→ **EXERCISE MATERIAL**:
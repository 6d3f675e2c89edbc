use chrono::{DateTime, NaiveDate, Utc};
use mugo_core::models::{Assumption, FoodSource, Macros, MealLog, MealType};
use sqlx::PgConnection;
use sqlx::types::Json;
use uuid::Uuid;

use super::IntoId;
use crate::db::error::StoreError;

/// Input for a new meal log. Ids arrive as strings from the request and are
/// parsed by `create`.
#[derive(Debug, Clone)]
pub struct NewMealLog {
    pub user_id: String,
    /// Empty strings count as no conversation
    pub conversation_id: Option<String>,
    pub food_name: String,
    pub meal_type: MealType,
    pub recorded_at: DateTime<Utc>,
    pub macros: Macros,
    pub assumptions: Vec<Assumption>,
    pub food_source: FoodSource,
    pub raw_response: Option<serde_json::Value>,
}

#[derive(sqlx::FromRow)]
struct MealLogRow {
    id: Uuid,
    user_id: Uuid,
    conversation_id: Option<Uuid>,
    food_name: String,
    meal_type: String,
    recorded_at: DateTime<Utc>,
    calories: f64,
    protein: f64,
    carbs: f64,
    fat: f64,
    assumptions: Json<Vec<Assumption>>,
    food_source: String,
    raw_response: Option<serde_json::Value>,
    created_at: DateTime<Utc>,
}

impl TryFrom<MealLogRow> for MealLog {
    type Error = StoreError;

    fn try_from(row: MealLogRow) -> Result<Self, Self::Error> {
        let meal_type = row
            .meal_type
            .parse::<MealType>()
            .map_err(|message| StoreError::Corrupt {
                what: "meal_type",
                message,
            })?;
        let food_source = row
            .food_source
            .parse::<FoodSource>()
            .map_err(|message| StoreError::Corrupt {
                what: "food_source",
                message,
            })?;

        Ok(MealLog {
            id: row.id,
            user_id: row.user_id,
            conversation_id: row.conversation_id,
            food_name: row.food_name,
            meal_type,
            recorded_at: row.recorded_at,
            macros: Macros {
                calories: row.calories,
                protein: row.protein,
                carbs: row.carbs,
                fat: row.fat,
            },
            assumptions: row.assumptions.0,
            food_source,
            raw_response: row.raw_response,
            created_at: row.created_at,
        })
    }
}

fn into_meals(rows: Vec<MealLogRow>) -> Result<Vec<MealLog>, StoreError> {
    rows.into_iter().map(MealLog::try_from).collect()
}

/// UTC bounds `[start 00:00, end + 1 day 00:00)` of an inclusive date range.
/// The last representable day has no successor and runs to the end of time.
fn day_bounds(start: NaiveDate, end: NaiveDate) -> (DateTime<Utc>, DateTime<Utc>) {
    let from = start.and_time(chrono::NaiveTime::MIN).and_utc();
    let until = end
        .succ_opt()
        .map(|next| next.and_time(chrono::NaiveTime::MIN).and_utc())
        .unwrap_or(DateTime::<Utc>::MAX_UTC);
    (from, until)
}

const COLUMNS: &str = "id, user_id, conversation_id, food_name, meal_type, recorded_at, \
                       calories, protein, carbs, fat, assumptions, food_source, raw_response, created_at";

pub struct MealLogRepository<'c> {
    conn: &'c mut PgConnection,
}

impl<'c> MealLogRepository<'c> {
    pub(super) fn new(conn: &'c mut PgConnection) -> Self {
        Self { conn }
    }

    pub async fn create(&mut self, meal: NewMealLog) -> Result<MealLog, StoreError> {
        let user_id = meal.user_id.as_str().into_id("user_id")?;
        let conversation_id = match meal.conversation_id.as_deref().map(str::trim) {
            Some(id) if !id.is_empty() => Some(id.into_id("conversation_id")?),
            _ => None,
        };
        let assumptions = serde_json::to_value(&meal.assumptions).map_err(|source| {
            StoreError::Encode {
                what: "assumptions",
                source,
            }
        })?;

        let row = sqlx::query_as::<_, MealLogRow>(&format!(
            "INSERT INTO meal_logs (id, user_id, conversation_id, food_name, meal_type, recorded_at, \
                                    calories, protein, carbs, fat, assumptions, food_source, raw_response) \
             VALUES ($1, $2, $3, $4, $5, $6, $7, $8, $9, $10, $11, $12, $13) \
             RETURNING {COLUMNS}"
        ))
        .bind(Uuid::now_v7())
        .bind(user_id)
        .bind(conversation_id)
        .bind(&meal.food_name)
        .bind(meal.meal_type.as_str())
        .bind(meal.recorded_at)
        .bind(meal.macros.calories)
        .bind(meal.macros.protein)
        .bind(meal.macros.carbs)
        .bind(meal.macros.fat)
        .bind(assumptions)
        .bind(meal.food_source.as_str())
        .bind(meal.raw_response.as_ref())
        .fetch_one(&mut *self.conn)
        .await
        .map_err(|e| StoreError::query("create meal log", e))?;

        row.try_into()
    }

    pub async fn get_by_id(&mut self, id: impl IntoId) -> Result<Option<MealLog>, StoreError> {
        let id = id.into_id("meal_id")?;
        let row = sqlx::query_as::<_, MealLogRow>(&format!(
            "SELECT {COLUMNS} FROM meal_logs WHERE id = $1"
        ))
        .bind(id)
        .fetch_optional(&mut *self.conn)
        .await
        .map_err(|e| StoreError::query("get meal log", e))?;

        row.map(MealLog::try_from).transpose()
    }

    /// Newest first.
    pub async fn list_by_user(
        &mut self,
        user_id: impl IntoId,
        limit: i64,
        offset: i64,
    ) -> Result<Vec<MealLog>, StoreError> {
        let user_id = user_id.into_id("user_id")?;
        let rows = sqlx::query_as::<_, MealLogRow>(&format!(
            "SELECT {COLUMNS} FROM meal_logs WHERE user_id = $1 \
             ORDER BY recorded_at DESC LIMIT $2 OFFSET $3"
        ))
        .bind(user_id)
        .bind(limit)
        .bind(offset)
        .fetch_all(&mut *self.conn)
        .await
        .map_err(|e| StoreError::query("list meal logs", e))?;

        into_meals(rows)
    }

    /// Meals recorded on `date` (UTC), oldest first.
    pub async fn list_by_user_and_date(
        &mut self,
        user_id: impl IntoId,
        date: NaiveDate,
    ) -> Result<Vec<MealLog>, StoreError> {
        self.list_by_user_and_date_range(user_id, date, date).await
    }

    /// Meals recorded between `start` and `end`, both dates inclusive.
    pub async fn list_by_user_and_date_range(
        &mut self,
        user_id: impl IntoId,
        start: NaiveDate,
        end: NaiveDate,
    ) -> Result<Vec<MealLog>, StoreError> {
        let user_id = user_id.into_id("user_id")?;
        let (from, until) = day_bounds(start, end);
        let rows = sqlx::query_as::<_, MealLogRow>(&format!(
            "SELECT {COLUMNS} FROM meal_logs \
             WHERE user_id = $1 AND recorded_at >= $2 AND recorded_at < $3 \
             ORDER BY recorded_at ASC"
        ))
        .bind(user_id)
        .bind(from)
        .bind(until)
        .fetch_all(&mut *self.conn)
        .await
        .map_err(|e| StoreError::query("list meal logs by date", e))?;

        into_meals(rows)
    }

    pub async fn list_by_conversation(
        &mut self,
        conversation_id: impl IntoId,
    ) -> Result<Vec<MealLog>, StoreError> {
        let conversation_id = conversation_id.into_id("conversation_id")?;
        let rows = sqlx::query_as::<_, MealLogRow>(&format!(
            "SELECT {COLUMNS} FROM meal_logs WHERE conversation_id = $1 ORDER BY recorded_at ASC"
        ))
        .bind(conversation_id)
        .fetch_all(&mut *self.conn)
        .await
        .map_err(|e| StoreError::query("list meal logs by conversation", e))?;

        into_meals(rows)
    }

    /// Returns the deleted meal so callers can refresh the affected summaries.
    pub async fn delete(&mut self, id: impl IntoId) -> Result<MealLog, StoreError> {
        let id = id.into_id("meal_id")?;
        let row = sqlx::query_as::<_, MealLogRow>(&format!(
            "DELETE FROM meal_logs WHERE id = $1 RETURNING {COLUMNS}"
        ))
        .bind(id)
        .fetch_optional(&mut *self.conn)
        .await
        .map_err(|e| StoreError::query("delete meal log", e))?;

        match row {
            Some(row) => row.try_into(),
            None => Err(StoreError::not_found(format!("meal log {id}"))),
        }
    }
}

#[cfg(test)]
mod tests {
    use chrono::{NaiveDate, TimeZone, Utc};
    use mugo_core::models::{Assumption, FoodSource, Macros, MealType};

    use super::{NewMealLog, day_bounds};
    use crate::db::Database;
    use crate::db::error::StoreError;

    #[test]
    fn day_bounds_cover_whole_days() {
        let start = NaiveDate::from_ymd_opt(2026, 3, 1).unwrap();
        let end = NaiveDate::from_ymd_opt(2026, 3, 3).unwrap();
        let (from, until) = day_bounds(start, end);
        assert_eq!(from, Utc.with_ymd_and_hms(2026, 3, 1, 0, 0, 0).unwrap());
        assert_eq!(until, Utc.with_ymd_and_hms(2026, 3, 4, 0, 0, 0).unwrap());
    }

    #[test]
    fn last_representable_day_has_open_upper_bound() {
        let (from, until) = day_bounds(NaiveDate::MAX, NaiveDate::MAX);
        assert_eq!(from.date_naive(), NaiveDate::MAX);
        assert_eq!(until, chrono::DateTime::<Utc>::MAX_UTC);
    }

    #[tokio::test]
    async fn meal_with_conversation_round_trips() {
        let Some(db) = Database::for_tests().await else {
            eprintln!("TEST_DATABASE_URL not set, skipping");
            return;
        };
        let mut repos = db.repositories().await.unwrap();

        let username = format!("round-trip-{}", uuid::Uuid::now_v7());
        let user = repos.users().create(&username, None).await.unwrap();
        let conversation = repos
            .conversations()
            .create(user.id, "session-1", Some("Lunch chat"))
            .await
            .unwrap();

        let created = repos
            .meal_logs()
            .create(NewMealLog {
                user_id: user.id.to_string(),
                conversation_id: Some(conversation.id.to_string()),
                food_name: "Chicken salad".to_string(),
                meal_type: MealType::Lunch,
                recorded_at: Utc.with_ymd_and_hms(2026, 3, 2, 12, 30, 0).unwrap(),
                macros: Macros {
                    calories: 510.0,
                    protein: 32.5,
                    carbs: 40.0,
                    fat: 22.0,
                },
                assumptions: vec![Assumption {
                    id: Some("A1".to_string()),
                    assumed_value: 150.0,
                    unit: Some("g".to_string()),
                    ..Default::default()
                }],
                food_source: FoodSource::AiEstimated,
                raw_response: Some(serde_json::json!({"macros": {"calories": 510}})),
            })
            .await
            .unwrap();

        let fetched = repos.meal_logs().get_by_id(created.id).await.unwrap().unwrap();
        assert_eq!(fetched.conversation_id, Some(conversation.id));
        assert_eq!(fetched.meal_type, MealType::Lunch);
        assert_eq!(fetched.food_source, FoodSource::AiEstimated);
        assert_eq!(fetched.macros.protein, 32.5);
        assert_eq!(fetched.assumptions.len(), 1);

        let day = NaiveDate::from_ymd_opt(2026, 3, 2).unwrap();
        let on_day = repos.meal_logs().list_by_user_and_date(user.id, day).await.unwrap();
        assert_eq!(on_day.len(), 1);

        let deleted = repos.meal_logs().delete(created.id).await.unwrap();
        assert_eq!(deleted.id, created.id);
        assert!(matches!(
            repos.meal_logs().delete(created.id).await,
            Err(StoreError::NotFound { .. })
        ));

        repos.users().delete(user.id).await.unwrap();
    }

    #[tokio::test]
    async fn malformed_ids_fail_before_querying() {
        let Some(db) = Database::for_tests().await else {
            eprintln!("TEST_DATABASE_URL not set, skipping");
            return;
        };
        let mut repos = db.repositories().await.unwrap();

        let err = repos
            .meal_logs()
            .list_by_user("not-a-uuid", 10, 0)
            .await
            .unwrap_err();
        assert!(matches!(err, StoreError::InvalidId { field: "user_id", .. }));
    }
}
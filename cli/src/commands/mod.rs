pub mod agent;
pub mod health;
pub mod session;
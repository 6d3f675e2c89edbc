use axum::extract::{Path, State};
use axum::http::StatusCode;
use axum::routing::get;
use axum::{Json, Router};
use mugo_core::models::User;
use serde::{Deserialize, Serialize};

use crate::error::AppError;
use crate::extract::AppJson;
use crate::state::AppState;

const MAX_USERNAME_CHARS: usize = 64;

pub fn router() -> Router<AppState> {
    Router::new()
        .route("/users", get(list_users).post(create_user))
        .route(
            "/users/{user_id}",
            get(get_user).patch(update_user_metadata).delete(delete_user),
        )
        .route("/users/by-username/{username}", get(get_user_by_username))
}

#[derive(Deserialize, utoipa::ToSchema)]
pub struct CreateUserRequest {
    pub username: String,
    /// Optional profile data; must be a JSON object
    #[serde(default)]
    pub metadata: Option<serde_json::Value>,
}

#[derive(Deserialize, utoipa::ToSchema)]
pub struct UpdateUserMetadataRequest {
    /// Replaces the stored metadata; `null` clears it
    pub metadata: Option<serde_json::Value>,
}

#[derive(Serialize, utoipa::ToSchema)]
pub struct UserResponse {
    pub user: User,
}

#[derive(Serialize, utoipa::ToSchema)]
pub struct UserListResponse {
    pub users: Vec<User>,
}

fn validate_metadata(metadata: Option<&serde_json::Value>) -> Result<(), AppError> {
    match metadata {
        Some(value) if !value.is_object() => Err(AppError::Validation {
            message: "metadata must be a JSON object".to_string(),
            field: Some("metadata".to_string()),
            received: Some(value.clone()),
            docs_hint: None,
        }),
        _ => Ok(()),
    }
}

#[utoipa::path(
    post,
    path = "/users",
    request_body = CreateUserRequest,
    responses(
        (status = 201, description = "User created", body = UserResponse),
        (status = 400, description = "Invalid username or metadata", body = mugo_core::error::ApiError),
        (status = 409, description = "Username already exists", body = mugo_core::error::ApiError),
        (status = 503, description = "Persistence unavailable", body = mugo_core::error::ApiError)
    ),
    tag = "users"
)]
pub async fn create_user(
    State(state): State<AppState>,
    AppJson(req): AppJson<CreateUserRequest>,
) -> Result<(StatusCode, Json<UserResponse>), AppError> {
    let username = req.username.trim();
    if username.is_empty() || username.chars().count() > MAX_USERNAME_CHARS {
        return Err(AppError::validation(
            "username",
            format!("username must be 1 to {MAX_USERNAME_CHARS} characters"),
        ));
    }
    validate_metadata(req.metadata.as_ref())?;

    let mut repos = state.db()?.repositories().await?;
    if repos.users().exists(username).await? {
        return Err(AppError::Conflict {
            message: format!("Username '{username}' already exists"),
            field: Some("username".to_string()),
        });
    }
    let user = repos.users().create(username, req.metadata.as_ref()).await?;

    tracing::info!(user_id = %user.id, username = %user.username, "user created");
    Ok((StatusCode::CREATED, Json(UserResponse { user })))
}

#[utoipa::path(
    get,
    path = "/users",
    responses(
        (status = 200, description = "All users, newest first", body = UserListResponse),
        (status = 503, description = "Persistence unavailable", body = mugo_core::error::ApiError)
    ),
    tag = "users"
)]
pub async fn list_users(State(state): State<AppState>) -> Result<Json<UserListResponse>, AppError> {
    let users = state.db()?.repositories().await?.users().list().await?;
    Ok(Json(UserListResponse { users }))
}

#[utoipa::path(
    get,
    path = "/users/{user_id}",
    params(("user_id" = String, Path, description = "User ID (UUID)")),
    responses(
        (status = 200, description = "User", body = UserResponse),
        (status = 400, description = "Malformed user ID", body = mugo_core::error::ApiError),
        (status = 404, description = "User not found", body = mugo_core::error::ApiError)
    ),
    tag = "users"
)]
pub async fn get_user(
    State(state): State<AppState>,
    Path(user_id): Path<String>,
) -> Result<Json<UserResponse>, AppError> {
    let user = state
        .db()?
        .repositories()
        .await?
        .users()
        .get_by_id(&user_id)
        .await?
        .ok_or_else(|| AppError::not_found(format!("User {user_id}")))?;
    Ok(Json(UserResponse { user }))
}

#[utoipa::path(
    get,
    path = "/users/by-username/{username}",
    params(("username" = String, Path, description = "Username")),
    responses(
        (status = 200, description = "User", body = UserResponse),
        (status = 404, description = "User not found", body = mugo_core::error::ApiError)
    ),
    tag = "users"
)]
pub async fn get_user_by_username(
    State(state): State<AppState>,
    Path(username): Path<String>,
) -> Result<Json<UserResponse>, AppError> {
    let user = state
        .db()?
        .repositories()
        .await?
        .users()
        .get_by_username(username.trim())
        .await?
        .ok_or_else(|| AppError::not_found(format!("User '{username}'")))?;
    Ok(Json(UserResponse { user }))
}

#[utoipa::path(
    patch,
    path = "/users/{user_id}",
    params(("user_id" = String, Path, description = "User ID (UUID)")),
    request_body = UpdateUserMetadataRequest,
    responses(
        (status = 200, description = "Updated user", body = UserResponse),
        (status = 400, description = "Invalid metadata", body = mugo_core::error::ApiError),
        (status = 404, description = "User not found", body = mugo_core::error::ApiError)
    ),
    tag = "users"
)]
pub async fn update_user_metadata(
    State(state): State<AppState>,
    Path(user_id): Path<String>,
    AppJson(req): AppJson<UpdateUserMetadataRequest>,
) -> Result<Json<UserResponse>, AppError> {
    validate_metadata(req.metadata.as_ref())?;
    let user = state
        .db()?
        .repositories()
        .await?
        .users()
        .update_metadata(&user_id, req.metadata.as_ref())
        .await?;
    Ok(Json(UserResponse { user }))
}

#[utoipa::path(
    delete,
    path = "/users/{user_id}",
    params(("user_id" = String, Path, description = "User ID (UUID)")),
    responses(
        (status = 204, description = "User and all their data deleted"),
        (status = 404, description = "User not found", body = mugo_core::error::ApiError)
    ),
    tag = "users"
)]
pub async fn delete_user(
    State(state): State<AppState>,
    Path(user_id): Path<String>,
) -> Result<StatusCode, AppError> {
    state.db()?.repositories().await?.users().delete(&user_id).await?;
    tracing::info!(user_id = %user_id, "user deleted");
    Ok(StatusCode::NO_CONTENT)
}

→ **ACTION ITEM**: Which of the lines in the data contain the string "CreateUserRequest"? Return each one.

→ **YOUR SOLUTION**:
pub struct CreateUserRequest {
    request_body = CreateUserRequest,
    AppJson(req): AppJson<CreateUserRequest>,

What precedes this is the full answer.